The industry is simply outgrowing the hot/cold aisle approach, and while there is some new construction going on, not every facility can add more power or cooling infrastructure. This means that data center managers must get better efficiencies out of their existing facilities.
At the crux of the issue is heat. Advances in technology may bring increased processing capacities, but those same advances are now driving IT professionals to rethink their strategies when it comes to combating thermal issues in the data center. According to the Uptime Institute, server compute performance has been increasing by a factor of three every two years, while energy efficiency is only doubling in the same period.

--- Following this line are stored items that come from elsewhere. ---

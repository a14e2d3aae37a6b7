//! Retryable actions.
//!
//! An action is attempted up to `max_attempts` times. Each attempt first runs a
//! precondition (typically "no blocking overlay is visible"), then the action, both bounded
//! by their own waits. Exhaustion is not an error: the caller gets [`Attempted::Exhausted`]
//! and decides whether to skip or abort. Fatal errors end the loop at once.

use crate::context::{EventCategory, EventLevel, RunContext, RunEvent};
use crate::result::QuoteflowResult;
use serde::{Deserialize, Serialize};
use std::future::Future;
use std::time::Duration;

/// Configuration for retry behavior
#[derive(Debug, Clone, Copy, PartialEq, Serialize, Deserialize)]
#[serde(default)]
pub struct RetryPolicy {
    /// Attempts before giving up
    pub max_attempts: u32,
    /// Pause after the first failed attempt
    pub delay_ms: u64,
    /// Factor applied to the pause after each further failure
    pub backoff: f64,
}

impl Default for RetryPolicy {
    fn default() -> Self {
        Self {
            max_attempts: 3,
            delay_ms: 1_000,
            backoff: 1.0,
        }
    }
}

impl RetryPolicy {
    /// Policy with `max_attempts` and the default pause
    #[must_use]
    pub fn new(max_attempts: u32) -> Self {
        Self {
            max_attempts,
            ..Self::default()
        }
    }

    /// Set the pause in milliseconds
    #[must_use]
    pub const fn with_delay(mut self, delay_ms: u64) -> Self {
        self.delay_ms = delay_ms;
        self
    }

    /// Set the backoff factor
    #[must_use]
    pub const fn with_backoff(mut self, backoff: f64) -> Self {
        self.backoff = backoff;
        self
    }

    /// Pause after failed attempt number `attempt` (1-based)
    #[must_use]
    pub fn delay_after(&self, attempt: u32) -> Duration {
        let exponent = i32::try_from(attempt.saturating_sub(1)).unwrap_or(i32::MAX);
        let factor = self.backoff.max(1.0).powi(exponent);
        Duration::from_millis(self.delay_ms).mul_f64(factor.min(1_000.0))
    }
}

/// Outcome of a retried action
#[derive(Debug, Clone, PartialEq, Eq)]
pub enum Attempted<T> {
    /// The action succeeded
    Done {
        /// Value returned by the action
        value: T,
        /// Attempts used, including the successful one
        attempts: u32,
    },
    /// Every attempt failed
    Exhausted {
        /// Attempts made
        attempts: u32,
        /// Last failure
        last_error: String,
    },
}

impl<T> Attempted<T> {
    /// Whether the action succeeded
    #[must_use]
    pub const fn is_success(&self) -> bool {
        matches!(self, Self::Done { .. })
    }

    /// Attempts made
    #[must_use]
    pub const fn attempts(&self) -> u32 {
        match self {
            Self::Done { attempts, .. } | Self::Exhausted { attempts, .. } => *attempts,
        }
    }

    /// Value of a successful action
    #[must_use]
    pub fn into_value(self) -> Option<T> {
        match self {
            Self::Done { value, .. } => Some(value),
            Self::Exhausted { .. } => None,
        }
    }
}

/// Runs actions under a [`RetryPolicy`]
#[derive(Debug, Clone, Copy)]
pub struct RetryableAction {
    policy: RetryPolicy,
}

impl RetryableAction {
    /// Create with a policy
    #[must_use]
    pub const fn new(policy: RetryPolicy) -> Self {
        Self { policy }
    }

    /// Policy in use
    #[must_use]
    pub const fn policy(&self) -> &RetryPolicy {
        &self.policy
    }

    /// Attempt `action` after `pre_check` until it succeeds or attempts run out
    ///
    /// # Errors
    ///
    /// Only fatal errors (see [`crate::QuoteflowError::is_fatal`]) are returned; every other
    /// failure is counted as a failed attempt.
    pub async fn run<T, P, PF, A, AF>(
        &self,
        ctx: &RunContext,
        label: &str,
        mut pre_check: P,
        mut action: A,
    ) -> QuoteflowResult<Attempted<T>>
    where
        P: FnMut() -> PF,
        PF: Future<Output = QuoteflowResult<()>>,
        A: FnMut() -> AF,
        AF: Future<Output = QuoteflowResult<T>>,
    {
        let max_attempts = self.policy.max_attempts.max(1);
        let mut last_error = String::new();
        for attempt in 1..=max_attempts {
            let result = match pre_check().await {
                Ok(()) => action().await,
                Err(e) => Err(e),
            };
            match result {
                Ok(value) => {
                    ctx.emit(
                        RunEvent::new(
                            EventLevel::Info,
                            EventCategory::Retry,
                            format!("{label} succeeded on attempt {attempt}"),
                        )
                        .with("attempt", attempt),
                    );
                    return Ok(Attempted::Done {
                        value,
                        attempts: attempt,
                    });
                }
                Err(e) if e.is_fatal() => return Err(e),
                Err(e) => {
                    ctx.emit(
                        RunEvent::new(
                            EventLevel::Warn,
                            EventCategory::Retry,
                            format!("Attempt {attempt} to {label} failed: {e}"),
                        )
                        .with("attempt", attempt),
                    );
                    last_error = e.to_string();
                    if attempt < max_attempts {
                        tokio::time::sleep(self.policy.delay_after(attempt)).await;
                    }
                }
            }
        }
        ctx.emit(
            RunEvent::new(
                EventLevel::Error,
                EventCategory::Retry,
                format!("Failed to {label} after {max_attempts} attempts"),
            )
            .with("last_error", last_error.clone()),
        );
        Ok(Attempted::Exhausted {
            attempts: max_attempts,
            last_error,
        })
    }
}

#[cfg(test)]
#[allow(clippy::unwrap_used, clippy::expect_used, clippy::unreachable)]
mod tests {
    use super::*;
    use crate::context::RecordingSink;
    use crate::result::QuoteflowError;
    use proptest::prelude::*;
    use std::sync::atomic::{AtomicU32, Ordering};
    use std::sync::Arc;

    fn quick(max_attempts: u32) -> RetryableAction {
        RetryableAction::new(RetryPolicy::new(max_attempts).with_delay(1))
    }

    async fn fail_times(
        retry: RetryableAction,
        ctx: &RunContext,
        k: u32,
    ) -> (QuoteflowResult<Attempted<u32>>, u32) {
        let counter = AtomicU32::new(0);
        let calls = &counter;
        let result = retry
            .run(
                ctx,
                "click 'Standard' tab",
                || async { Ok(()) },
                || async move {
                    let n = calls.fetch_add(1, Ordering::SeqCst) + 1;
                    if n <= k {
                        Err(QuoteflowError::not_interactable("css=#normCfg", "overlay"))
                    } else {
                        Ok(n)
                    }
                },
            )
            .await;
        (result, counter.load(Ordering::SeqCst))
    }

    mod policy_tests {
        use super::*;

        #[test]
        fn test_default_policy() {
            let policy = RetryPolicy::default();
            assert_eq!(policy.max_attempts, 3);
            assert_eq!(policy.delay_after(1), Duration::from_secs(1));
            assert_eq!(policy.delay_after(3), Duration::from_secs(1));
        }

        #[test]
        fn test_backoff_grows() {
            let policy = RetryPolicy::new(4).with_delay(100).with_backoff(2.0);
            assert_eq!(policy.delay_after(1), Duration::from_millis(100));
            assert_eq!(policy.delay_after(2), Duration::from_millis(200));
            assert_eq!(policy.delay_after(3), Duration::from_millis(400));
        }
    }

    mod run_tests {
        use super::*;

        #[tokio::test]
        async fn test_success_after_failures() {
            let recorder = Arc::new(RecordingSink::new());
            let ctx = RunContext::new(recorder.clone());
            let (result, calls) = fail_times(quick(3), &ctx, 2).await;
            let attempted = result.unwrap();
            assert!(attempted.is_success());
            assert_eq!(attempted.attempts(), 3);
            assert_eq!(calls, 3);
            assert_eq!(recorder.by_category(EventCategory::Retry).len(), 3);
        }

        #[tokio::test]
        async fn test_exhaustion_is_not_an_error() {
            let ctx = RunContext::new(Arc::new(RecordingSink::new()));
            let (result, calls) = fail_times(quick(3), &ctx, 10).await;
            match result.unwrap() {
                Attempted::Exhausted {
                    attempts,
                    last_error,
                } => {
                    assert_eq!(attempts, 3);
                    assert!(last_error.contains("overlay"));
                }
                Attempted::Done { .. } => unreachable!("action never succeeds"),
            }
            assert_eq!(calls, 3);
        }

        #[tokio::test]
        async fn test_fatal_error_propagates() {
            let ctx = RunContext::new(Arc::new(RecordingSink::new()));
            let counter = AtomicU32::new(0);
            let calls = &counter;
            let result: QuoteflowResult<Attempted<()>> = quick(3)
                .run(
                    &ctx,
                    "open edit dialog",
                    || async { Ok(()) },
                    || async move {
                        let _ = calls.fetch_add(1, Ordering::SeqCst);
                        Err(QuoteflowError::SessionClosed {
                            message: "gone".to_string(),
                        })
                    },
                )
                .await;
            assert!(result.unwrap_err().is_fatal());
            assert_eq!(counter.load(Ordering::SeqCst), 1);
        }

        #[tokio::test]
        async fn test_pre_check_failure_counts_as_attempt() {
            let ctx = RunContext::new(Arc::new(RecordingSink::new()));
            let checks = AtomicU32::new(0);
            let checks_ref = &checks;
            let actions = AtomicU32::new(0);
            let actions_ref = &actions;
            let attempted = quick(3)
                .run(
                    &ctx,
                    "click 'Parts' tab",
                    || async move {
                        if checks_ref.fetch_add(1, Ordering::SeqCst) == 0 {
                            Err(QuoteflowError::Timeout {
                                ms: 5,
                                waited_for: "overlay to disappear".to_string(),
                            })
                        } else {
                            Ok(())
                        }
                    },
                    || async move {
                        let _ = actions_ref.fetch_add(1, Ordering::SeqCst);
                        Ok(())
                    },
                )
                .await
                .unwrap();
            assert_eq!(attempted.attempts(), 2);
            assert_eq!(actions.load(Ordering::SeqCst), 1);
        }
    }

    proptest! {
        #![proptest_config(ProptestConfig::with_cases(24))]

        #[test]
        fn prop_k_failures_take_k_plus_one_attempts(max in 1u32..6, k in 0u32..6) {
            prop_assume!(k < max);
            let runtime = tokio::runtime::Builder::new_current_thread()
                .enable_time()
                .build()
                .expect("runtime");
            let ctx = RunContext::new(Arc::new(RecordingSink::new()));
            let (result, calls) = runtime.block_on(fail_times(quick(max), &ctx, k));
            let attempted = result.expect("no fatal error");
            prop_assert!(attempted.is_success());
            prop_assert_eq!(attempted.attempts(), k + 1);
            prop_assert_eq!(calls, k + 1);
        }
    }
}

The resulting problem: Increased thermal issues as data centers continue to play catch up. These issues have not gone unnoticed by industry leaders and those in government concerned with the problems and the current capacity of our existing utilities. Organizations and agencies focused on creating new solutions include The Green Grid (an industry group focused on data center energy efficiency), the EPA (Environmental Protection Agency), 7x24 Exchange, Uptime Institute, AFCOM and ASHRAE TC9.9. The latter is working with server manufacturers to improve hardware energy efficiencies and increase the thresholds of the acceptable operating environments.
Metrics Emerge
Additionally, the industry has put together metrics to determine the efficiency of facilities. Power Usage Effectiveness (PUE), total facility power divided by its IT equipment power, is a ratio now being monitored at even the least sophisticated of facilities. Another metric is the Data Center Infrastructure Efficiency (DCiE). This is calculated by dividing IT equipment power by total facility power, basically the inverse of the PUE calculation and is expressed as a percentage.

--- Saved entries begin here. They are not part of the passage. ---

//! Workflow orchestration.
//!
//! [`Orchestrator`] replays a parsed order into the configurator:
//!
//! ```text
//! LoggedOut -> LanguageSelected -> LoggedIn -> QuotationCreated -> BasicInfoSaved
//!           -> ConfiguringProducts -> Done
//! ```
//!
//! Any state may fall into the absorbing `Aborted` state. Products are processed strictly in
//! declared order and failures are contained at the narrowest unit that can be skipped
//! soundly: an accessory, the accessory phase of a product, a product. A broken session or a
//! failure before the first product (login, quotation header) aborts the run.

use crate::context::{EventCategory, EventLevel, RunContext, RunEvent};
use crate::credentials::Credentials;
use crate::diagnostics::Diagnostics;
use crate::driver::UiDriver;
use crate::locator::Selector;
use crate::order::{Configuration, ProductEntry, ProductKind};
use crate::outcome::{identify_new_row, Outcome, ProductReport, RowMatch, RunReport};
use crate::quantity::QuantitySelector;
use crate::result::{QuoteflowError, QuoteflowResult};
use crate::retry::{Attempted, RetryableAction};
use crate::settings::{ms, Settings};
use crate::wait::{settle, Waiter};
use serde::Serialize;
use std::fmt;

/// Workflow states
#[derive(Debug, Clone, Copy, PartialEq, Eq, Hash, Serialize)]
pub enum WorkflowState {
    /// Nothing done yet
    LoggedOut,
    /// Login page switched to English
    LanguageSelected,
    /// Credentials accepted
    LoggedIn,
    /// New quotation opened and its header filled
    QuotationCreated,
    /// Quotation header saved
    BasicInfoSaved,
    /// Adding products
    ConfiguringProducts,
    /// Every product processed
    Done,
    /// Unrecoverable failure
    Aborted,
}

impl WorkflowState {
    /// Next state on the happy path
    #[must_use]
    pub const fn next(self) -> Option<Self> {
        match self {
            Self::LoggedOut => Some(Self::LanguageSelected),
            Self::LanguageSelected => Some(Self::LoggedIn),
            Self::LoggedIn => Some(Self::QuotationCreated),
            Self::QuotationCreated => Some(Self::BasicInfoSaved),
            Self::BasicInfoSaved => Some(Self::ConfiguringProducts),
            Self::ConfiguringProducts => Some(Self::Done),
            Self::Done | Self::Aborted => None,
        }
    }

    /// Whether no further transition is possible
    #[must_use]
    pub const fn is_terminal(self) -> bool {
        matches!(self, Self::Done | Self::Aborted)
    }

    /// Whether `self -> to` is a legal transition
    #[must_use]
    pub fn can_transition_to(self, to: Self) -> bool {
        if self.is_terminal() {
            return false;
        }
        to == Self::Aborted || self.next() == Some(to)
    }
}

impl fmt::Display for WorkflowState {
    fn fmt(&self, f: &mut fmt::Formatter<'_>) -> fmt::Result {
        fmt::Debug::fmt(self, f)
    }
}

/// Reason the run aborted
#[derive(Debug)]
struct Abort(String);

impl From<QuoteflowError> for Abort {
    fn from(e: QuoteflowError) -> Self {
        Self(e.to_string())
    }
}

/// Drives the configurator through one order
pub struct Orchestrator<'a> {
    driver: &'a dyn UiDriver,
    settings: &'a Settings,
    ctx: &'a RunContext,
    diagnostics: Diagnostics,
    retry: RetryableAction,
    state: WorkflowState,
}

impl fmt::Debug for Orchestrator<'_> {
    fn fmt(&self, f: &mut fmt::Formatter<'_>) -> fmt::Result {
        f.debug_struct("Orchestrator")
            .field("state", &self.state)
            .finish_non_exhaustive()
    }
}
//! Output formatting and status reporting

use console::{style, Style, Term};
use quoteflow::{AccessoryQuantity, Configuration, Outcome, ProductKind, RunReport};
use serde::Serialize;

/// A scalar setting of the order file
#[derive(Debug, Clone, PartialEq, Eq, Serialize)]
pub struct SettingView {
    /// Key
    pub key: String,
    /// Value
    pub value: String,
}

/// An accessory as it will be entered
#[derive(Debug, Clone, PartialEq, Eq, Serialize)]
pub struct AccessoryView {
    /// Name as written
    pub name: String,
    /// Requested quantity
    pub quantity: AccessoryQuantity,
}

/// A product as it will be entered
#[derive(Debug, Clone, PartialEq, Eq, Serialize)]
pub struct ProductView {
    /// Product name
    pub name: String,
    /// Number of sets
    pub quantity: u32,
    /// Classification from the name prefix
    pub kind: ProductKind,
    /// Tab the product is added from
    pub tab: ProductKind,
    /// Accessories in order
    pub accessories: Vec<AccessoryView>,
}

/// Dry-run view of a parsed order
#[derive(Debug, Clone, PartialEq, Eq, Serialize)]
pub struct OrderView {
    /// Product section name
    pub section: String,
    /// Scalar settings
    pub settings: Vec<SettingView>,
    /// Products in order
    pub products: Vec<ProductView>,
}

impl OrderView {
    /// Build from a parsed configuration
    #[must_use]
    pub fn new(config: &Configuration, section: &str) -> Self {
        Self {
            section: section.to_string(),
            settings: config
                .settings()
                .iter()
                .map(|(key, value)| SettingView {
                    key: key.clone(),
                    value: value.clone(),
                })
                .collect(),
            products: config
                .products()
                .iter()
                .map(|p| ProductView {
                    name: p.name.clone(),
                    quantity: p.quantity,
                    kind: p.kind(),
                    tab: p.kind().effective(),
                    accessories: p
                        .accessories
                        .iter()
                        .map(|a| AccessoryView {
                            name: a.name.clone(),
                            quantity: a.quantity,
                        })
                        .collect(),
                })
                .collect(),
        }
    }

    /// Indented text rendering
    #[must_use]
    pub fn to_text(&self) -> String {
        let mut out = String::new();
        for setting in &self.settings {
            out.push_str(&format!("{}: {}\n", setting.key, setting.value));
        }
        out.push_str(&format!("\n{} ({} products)\n", self.section, self.products.len()));
        for product in &self.products {
            let note = if product.kind == ProductKind::Unknown {
                " (unrecognized prefix, uses the Standard tab)"
            } else {
                ""
            };
            out.push_str(&format!(
                "  {} x{} [{}]{note}\n",
                product.name, product.quantity, product.tab
            ));
            for accessory in &product.accessories {
                out.push_str(&format!("      {} {}\n", accessory.name, accessory.quantity));
            }
        }
        out
    }
}

/// Status reporter for the terminal
#[derive(Debug)]
pub struct Reporter {
    term: Term,
    /// Whether to use colors
    pub use_color: bool,
    /// Quiet mode
    pub quiet: bool,
}

impl Default for Reporter {
    fn default() -> Self {
        Self::new(true, false)
    }
}

impl Reporter {
    /// Create a new reporter
    #[must_use]
    pub fn new(use_color: bool, quiet: bool) -> Self {
        Self {
            term: Term::stderr(),
            use_color,
            quiet,
        }
    }

    /// Print a success message
    pub fn success(&self, message: &str) {
        if self.quiet {
            return;
        }
        let prefix = if self.use_color {
            style("✓").green().bold().to_string()
        } else {
            "OK".to_string()
        };
        let _ = self.term.write_line(&format!("{prefix} {message}"));
    }

    /// Print a failure message
    pub fn failure(&self, message: &str) {
        // Always print failures, even in quiet mode
        let prefix = if self.use_color {
            style("✗").red().bold().to_string()
        } else {
            "FAIL".to_string()
        };
        let _ = self.term.write_line(&format!("{prefix} {message}"));
    }

    /// Print a warning message
    pub fn warning(&self, message: &str) {
        if self.quiet {
            return;
        }
        let prefix = if self.use_color {
            style("⚠").yellow().bold().to_string()
        } else {
            "SKIP".to_string()
        };
        let _ = self.term.write_line(&format!("{prefix} {message}"));
    }

    /// Print a section header
    pub fn header(&self, title: &str) {
        if self.quiet {
            return;
        }
        let styled = if self.use_color {
            style(title).bold().underlined().to_string()
        } else {
            format!("=== {title} ===")
        };
        let _ = self.term.write_line("");
        let _ = self.term.write_line(&styled);
    }

    /// Print one line per product and accessory, then the totals
    pub fn report(&self, report: &RunReport) {
        self.header("Run summary");
        for product in &report.products {
            let line = format!("{} x{} [{}]", product.name, product.quantity, product.kind);
            self.outcome(&line, &product.outcome);
            if let Some(phase) = product.accessory_phase.as_ref().filter(|o| !o.is_success()) {
                self.outcome(&format!("  {} accessories", product.name), phase);
            }
            for accessory in &product.accessories {
                let line = format!("  {} {}", accessory.name, accessory.requested);
                self.outcome(&line, &accessory.outcome);
            }
        }
        self.summary(report);
    }

    fn outcome(&self, line: &str, outcome: &Outcome) {
        match outcome {
            Outcome::Success => self.success(line),
            Outcome::Skipped { reason } => self.warning(&format!("{line}: {reason}")),
            Outcome::Fatal { reason } => self.failure(&format!("{line}: {reason}")),
        }
    }

    /// Print the totals line
    pub fn summary(&self, report: &RunReport) {
        if self.quiet && !report.aborted() {
            return;
        }
        let total = report.products.len();
        let entered = report.succeeded();
        let accessories = report.accessories_applied();
        let status = if report.aborted() { "ABORTED" } else { "DONE" };
        let line = format!(
            "{status} {entered}/{total} products entered, {accessories} accessory quantities applied (final state {})",
            report.final_state
        );
        let _ = self.term.write_line("");
        if self.use_color {
            let status_style = if report.aborted() {
                Style::new().red().bold()
            } else {
                Style::new().green().bold()
            };
            let _ = self.term.write_line(&line.replacen(
                status,
                &status_style.apply_to(status).to_string(),
                1,
            ));
        } else {
            let _ = self.term.write_line(&line);
        }
        if let Some(ref fatal) = report.fatal {
            self.failure(fatal);
        }
    }
}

Lastly, the government is working on an EPA Energy Star rating for data centers focused around amount of total source energy divided by the UPS Energy. The total source energy covers all energy coming in to the building including electricity, natural gas, diesel, etc. While the EPA was originally going to create it’s own metric – Energy Usage Effectiveness or EUE, they have decided to stay (for now) with the industry preferred PUE which they state can be used for power or energy.

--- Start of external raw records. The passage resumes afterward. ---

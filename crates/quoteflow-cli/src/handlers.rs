//! Command handlers

use crate::commands::{ParseArgs, ParseFormat, RunArgs, SettingsArgs};
use crate::config::CliConfig;
use crate::error::{CliError, CliResult};
use crate::output::OrderView;
use quoteflow::{ConfigParser, Configuration, Credentials, Settings};
use std::path::Path;

/// Settings from an optional file, defaults otherwise
///
/// # Errors
///
/// Fails when the file cannot be read or holds invalid values.
pub fn load_settings(path: Option<&Path>) -> CliResult<Settings> {
    let settings = match path {
        Some(path) => Settings::load(path)?,
        None => Settings::default(),
    };
    settings.validate()?;
    Ok(settings)
}

/// Read and parse an order file
///
/// # Errors
///
/// Fails when the file cannot be read.
pub fn load_order(path: &Path, section: &str) -> CliResult<Configuration> {
    let text = std::fs::read_to_string(path)
        .map_err(|e| CliError::config(format!("cannot read order file {}: {e}", path.display())))?;
    Ok(ConfigParser::new().with_section(section).parse(&text))
}

/// `quoteflow parse`
///
/// # Errors
///
/// Fails when the order file cannot be read or rendered.
pub fn parse_command(args: &ParseArgs) -> CliResult<String> {
    let section = args
        .section
        .clone()
        .unwrap_or_else(|| quoteflow::DEFAULT_SECTION.to_string());
    let config = load_order(&args.config, &section)?;
    tracing::debug!(
        products = config.products().len(),
        settings = config.settings().len(),
        "order parsed"
    );
    let view = OrderView::new(&config, &section);
    match args.format {
        ParseFormat::Text => Ok(view.to_text()),
        ParseFormat::Json => serde_json::to_string_pretty(&view)
            .map(|mut s| {
                s.push('\n');
                s
            })
            .map_err(|e| CliError::report_generation(e.to_string())),
        ParseFormat::Yaml => {
            serde_yaml_ng::to_string(&view).map_err(|e| CliError::report_generation(e.to_string()))
        }
    }
}

/// `quoteflow settings`
///
/// # Errors
///
/// Fails when the settings file is unusable.
pub fn settings_command(args: &SettingsArgs) -> CliResult<String> {
    let settings = load_settings(args.settings.as_deref())?;
    Ok(settings.to_yaml()?)
}

/// Settings for `run`: file, then command-line overrides
///
/// # Errors
///
/// Fails when the settings file is unusable.
pub fn run_settings(args: &RunArgs) -> CliResult<Settings> {
    let mut settings = load_settings(args.settings.as_deref())?;
    if args.headless {
        settings.headless = true;
    }
    if let Some(ref path) = args.chromium_path {
        settings.chromium_path = Some(path.clone());
    }
    if let Some(ref dir) = args.output_dir {
        settings.output_dir = dir.clone();
    }
    Ok(settings)
}

/// `quoteflow run`
///
/// Inputs are loaded and checked before the browser starts.
///
/// # Errors
///
/// Fails when an input is unusable, the browser cannot start, or the run aborts.
pub fn run_command(config: &CliConfig, args: &RunArgs) -> CliResult<()> {
    let settings = run_settings(args)?;
    let order = load_order(&args.config, &settings.section)?;
    let credentials = Credentials::load(&args.account)?;
    tracing::info!(
        products = order.products().len(),
        config = %args.config.display(),
        "order loaded"
    );
    replay(config, args, &settings, &order, &credentials)
}

#[cfg(feature = "browser")]
fn replay(
    config: &CliConfig,
    args: &RunArgs,
    settings: &Settings,
    order: &Configuration,
    credentials: &Credentials,
) -> CliResult<()> {
    use crate::output::Reporter;
    use quoteflow::{run_session, CdpDriver, RunContext};

    let runtime = tokio::runtime::Builder::new_multi_thread()
        .enable_all()
        .build()?;
    let report = runtime.block_on(async {
        let driver = CdpDriver::launch(settings).await?;
        let ctx = RunContext::default();
        Ok::<_, CliError>(run_session(&driver, settings, &ctx, order, credentials).await)
    })?;

    let reporter = Reporter::new(config.color.should_color(), config.verbosity.is_quiet());
    reporter.report(&report);

    if let Some(ref path) = args.report {
        let json = report
            .to_json()
            .map_err(|e| CliError::report_generation(e.to_string()))?;
        std::fs::write(path, json)?;
        tracing::info!(path = %path.display(), "report written");
    }

    if report.aborted() {
        return Err(CliError::aborted(
            report
                .fatal
                .unwrap_or_else(|| "workflow did not complete".to_string()),
        ));
    }
    Ok(())
}

#[cfg(not(feature = "browser"))]
fn replay(
    _config: &CliConfig,
    _args: &RunArgs,
    _settings: &Settings,
    _order: &Configuration,
    _credentials: &Credentials,
) -> CliResult<()> {
    Err(CliError::config(
        "browser support not enabled. Rebuild with --features browser",
    ))
}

With the life of equipment at stake, and the cost of downtime exponential - not to mention the billions of dollars of equipment deployed across thousands of data centers in the United States alone - the drive towards greater efficiencies has never been more critical.
The separation of Cold Air Supply from Hot Exhaust is key. ASHRAE TC9.9 allows supply air temps at the face of the rack to be up to around 80 degrees. Delivering air at elevated temperatures and returning air back to units at higher temperatures improves efficiencies of CRAC units, resulting in increased capacities.
The Future Is Green
The push to go green is not only being driven at the board level to show corporate responsibility to the environment, but new proposed legislation such as cap and trade make it an economic necessity to run data centers more efficiently. Green initiatives can actually serve data centers with a fast payback and a substantial ROI as they work to maximize their existing cooling infrastructure, invest in more efficient equipment, and implement the tools discussed in this article.
The complexity of the issues facing today’s data center managers has driven the need for rack suppliers to offer tools and solutions that will effectively integrate and improve the overall efficiency of the space. Moving beyond the traditional scope of just storing equipment, next-generation rack vendors offer solutions concerning power, cabling, and thermal management. This has moved the rack supplier to the front end of the design process vs. being brought in after all the other systems are designed.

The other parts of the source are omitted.